One of the first things I do every morning before the sun rises is put on my eyeglasses and gaze at the early morning sky through the sliding glass doors in our dining room. To get the best view, I keep the lights off in the house while I admire the stars. I look for hints as to what kind of day it might be. Is the sky cloudy or clear? Can I see any planets? Is the moon visible? If the stars look crisp and clear, it’s probably below freezing. If the sun has already begun to lighten the edge of the sky, I’m running late. After I’m done eyeing the heavens, I’ll flick on the light and see what the thermometer reads.
I have needed eyeglasses since I was in elementary school, but did not want to get them.
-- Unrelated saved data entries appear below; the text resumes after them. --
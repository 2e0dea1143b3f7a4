//! Post likes keep a stored likes_count on the post row; the edge insert
//! or delete and the counter update commit in one transaction so the
//! counter cannot drift from the edge set.

use axum::{debug_handler, extract::{Path, State}, Json};
use serde_json::{json, Value};
use sqlx::SqlitePool;
use tower_sessions::Session;

use crate::{auth, db::NotificationKind, notifications, AppError, AppResult, AppState};

/// Like a post. Idempotent: liking twice leaves the count unchanged.
/// Returns the resulting likes_count.
pub async fn like(pool: &SqlitePool, post_id: &str, account_id: &str) -> AppResult<(i64, bool)> {
    let mut tx = pool.begin().await?;

    let Some((likes_count,)) = sqlx::query_as::<_, (i64,)>(
        "SELECT likes_count FROM posts WHERE id = ? AND is_deleted = 0",
    )
    .bind(post_id)
    .fetch_optional(&mut *tx)
    .await?
    else {
        return Err(AppError::not_found("Post"));
    };

    let already = sqlx::query_as::<_, (i64,)>(
        "SELECT 1 FROM post_likes WHERE account_id = ? AND post_id = ?",
    )
    .bind(account_id)
    .bind(post_id)
    .fetch_optional(&mut *tx)
    .await?
    .is_some();

    if already {
        return Ok((likes_count, false));
    }

    sqlx::query("INSERT INTO post_likes (account_id, post_id) VALUES (?, ?)")
        .bind(account_id)
        .bind(post_id)
        .execute(&mut *tx)
        .await?;

    sqlx::query("UPDATE posts SET likes_count = likes_count + 1 WHERE id = ?")
        .bind(post_id)
        .execute(&mut *tx)
        .await?;

    tx.commit().await?;

    Ok((likes_count + 1, true))
}

/// Remove a like. Idempotent in the same way.
pub async fn unlike(pool: &SqlitePool, post_id: &str, account_id: &str) -> AppResult<(i64, bool)> {
    let mut tx = pool.begin().await?;

    let Some((likes_count,)) = sqlx::query_as::<_, (i64,)>(
        "SELECT likes_count FROM posts WHERE id = ? AND is_deleted = 0",
    )
    .bind(post_id)
    .fetch_optional(&mut *tx)
    .await?
    else {
        return Err(AppError::not_found("Post"));
    };

    let removed = sqlx::query("DELETE FROM post_likes WHERE account_id = ? AND post_id = ?")
        .bind(account_id)
        .bind(post_id)
        .execute(&mut *tx)
        .await?
        .rows_affected();

    if removed == 0 {
        return Ok((likes_count, false));
    }

    sqlx::query("UPDATE posts SET likes_count = likes_count - 1 WHERE id = ?")
        .bind(post_id)
        .execute(&mut *tx)
        .await?;

    tx.commit().await?;

    Ok((likes_count - 1, true))
}

#[debug_handler(state = AppState)]
pub(crate) async fn like_post(
    Path(id): Path<String>,
    State(db_pool): State<SqlitePool>,
    session: Session,
) -> AppResult<Json<Value>> {
    let account = auth::require_account(&db_pool, &session).await?;
    let (likes, changed) = like(&db_pool, &id, &account.id).await?;

    if changed {
        let post = super::fetch_post(&db_pool, &id).await?;
        if post.author_id != account.id {
            notifications::notify(
                &db_pool,
                notifications::Notify {
                    account_id: &post.author_id,
                    kind: NotificationKind::Like,
                    actor_id: Some(&account.id),
                    post_id: Some(&id),
                    comment_id: None,
                    space_id: None,
                    preview_text: Some(&preview(&post.content)),
                },
            )
            .await?;
        }
    }

    let message = if changed { "Post liked" } else { "Already liked" };
    Ok(Json(json!({"message": message, "likes": likes})))
}

#[debug_handler(state = AppState)]
pub(crate) async fn unlike_post(
    Path(id): Path<String>,
    State(db_pool): State<SqlitePool>,
    session: Session,
) -> AppResult<Json<Value>> {
    let account = auth::require_account(&db_pool, &session).await?;
    let (likes, changed) = unlike(&db_pool, &id, &account.id).await?;

    let message = if changed { "Post unliked" } else { "Not liked" };
    Ok(Json(json!({"message": message, "likes": likes})))
}

fn preview(content: &str) -> String {
    content.chars().take(280).collect()
}

#[cfg(test)]
mod tests {
    use super::*;
    use crate::db;

    async fn account(pool: &SqlitePool, handle: &str) -> String {
        let id = uuid::Uuid::now_v7().to_string();
        sqlx::query(
            "INSERT INTO accounts (id, email, password_hash, name, handle, created_at)
             VALUES (?, ?, 'x', 'x', ?, ?)",
        )
        .bind(&id)
        .bind(format!("{id}@example.com"))
        .bind(handle)
        .bind(db::now())
        .execute(pool)
        .await
        .unwrap();
        id
    }

    async fn post(pool: &SqlitePool, author_id: &str) -> String {
        let id = uuid::Uuid::now_v7().to_string();
        sqlx::query("INSERT INTO posts (id, author_id, content, created_at) VALUES (?, ?, 'hi', ?)")
            .bind(&id)
            .bind(author_id)
            .bind(db::now())
            .execute(pool)
            .await
            .unwrap();
        id
    }

    async fn edge_count(pool: &SqlitePool, post_id: &str) -> i64 {
        let (count,): (i64,) = sqlx::query_as("SELECT COUNT(*) FROM post_likes WHERE post_id = ?")
            .bind(post_id)
            .fetch_one(pool)
            .await
            .unwrap();
        count
    }

    async fn stored_count(pool: &SqlitePool, post_id: &str) -> i64 {
        let (count,): (i64,) = sqlx::query_as("SELECT likes_count FROM posts WHERE id = ?")
            .bind(post_id)
            .fetch_one(pool)
            .await
            .unwrap();
        count
    }

    #[tokio::test]
    async fn like_updates_edge_and_counter_together() {
        let pool = db::test_pool().await;
        let author = account(&pool, "@author").await;
        let reader = account(&pool, "@reader").await;
        let post_id = post(&pool, &author).await;

        let (likes, changed) = like(&pool, &post_id, &reader).await.unwrap();
        assert!(changed);
        assert_eq!(likes, 1);
        assert_eq!(edge_count(&pool, &post_id).await, 1);
        assert_eq!(stored_count(&pool, &post_id).await, 1);
    }

    #[tokio::test]
    async fn double_like_is_idempotent() {
        let pool = db::test_pool().await;
        let author = account(&pool, "@author").await;
        let reader = account(&pool, "@reader").await;
        let post_id = post(&pool, &author).await;

        like(&pool, &post_id, &reader).await.unwrap();
        let (likes, changed) = like(&pool, &post_id, &reader).await.unwrap();
        assert!(!changed);
        assert_eq!(likes, 1);
        assert_eq!(stored_count(&pool, &post_id).await, 1);
    }

    #[tokio::test]
    async fn unlike_round_trip_restores_counts() {
        let pool = db::test_pool().await;
        let author = account(&pool, "@author").await;
        let reader = account(&pool, "@reader").await;
        let post_id = post(&pool, &author).await;

        like(&pool, &post_id, &reader).await.unwrap();
        let (likes, changed) = unlike(&pool, &post_id, &reader).await.unwrap();
        assert!(changed);
        assert_eq!(likes, 0);
        assert_eq!(edge_count(&pool, &post_id).await, 0);
        assert_eq!(stored_count(&pool, &post_id).await, 0);

        let (likes, changed) = unlike(&pool, &post_id, &reader).await.unwrap();
        assert!(!changed);
        assert_eq!(likes, 0);
    }

    #[tokio::test]
    async fn liking_a_missing_post_is_not_found() {
        let pool = db::test_pool().await;
        let reader = account(&pool, "@reader").await;

        let err = like(&pool, "nope", &reader).await.unwrap_err();
        assert!(matches!(err, AppError::NotFound(_)));
    }
}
For some reason I thought wearing eyeglasses would be a horrible thing (maybe it’s because of those cat eye glasses my sister used to wear). For years, I never told my parents I was having trouble seeing. I would ask the kid who sat closest to me what was written on the blackboard. I did a lot of squinting and even tried to memorize the eye chart in the nurse’s office in an effort to pass the eye exam at school. Eventually, I couldn’t fake it any longer; in eighth grade I went to the eye doctor and got a pair of glasses. I was wearing them in the car as we drove home when I realized, for the first time, that blades of grass and leaves on trees could be seen individually! Later that evening, as I looked at the night sky with corrected vision, I was shocked to see that stars actually appeared as small pinpoints of light, not spread-out, fuzzy orbs. This was such a revelation to me that I kept alternating between putting on my glasses and taking off my glasses to marvel at the difference.
Those of us living near the ever-present glow of streetlights and the local Walmart don’t get the opportunity to see as many stars as those living in more remote areas. We have to drive away from the suburbs to visit places with a more resplendent view. I’ve often imagined what the night sky looked like to the early settlers, or to the ancient mariners, or to the magi on their trek to worship Christ the King. The stars must have been intensely beautiful without the effects of industrial pollution and ambient neon. Although my early morning stargazing can’t be compared to those in history, I appreciate the view I do have when I look up at the sky to admire the heavens.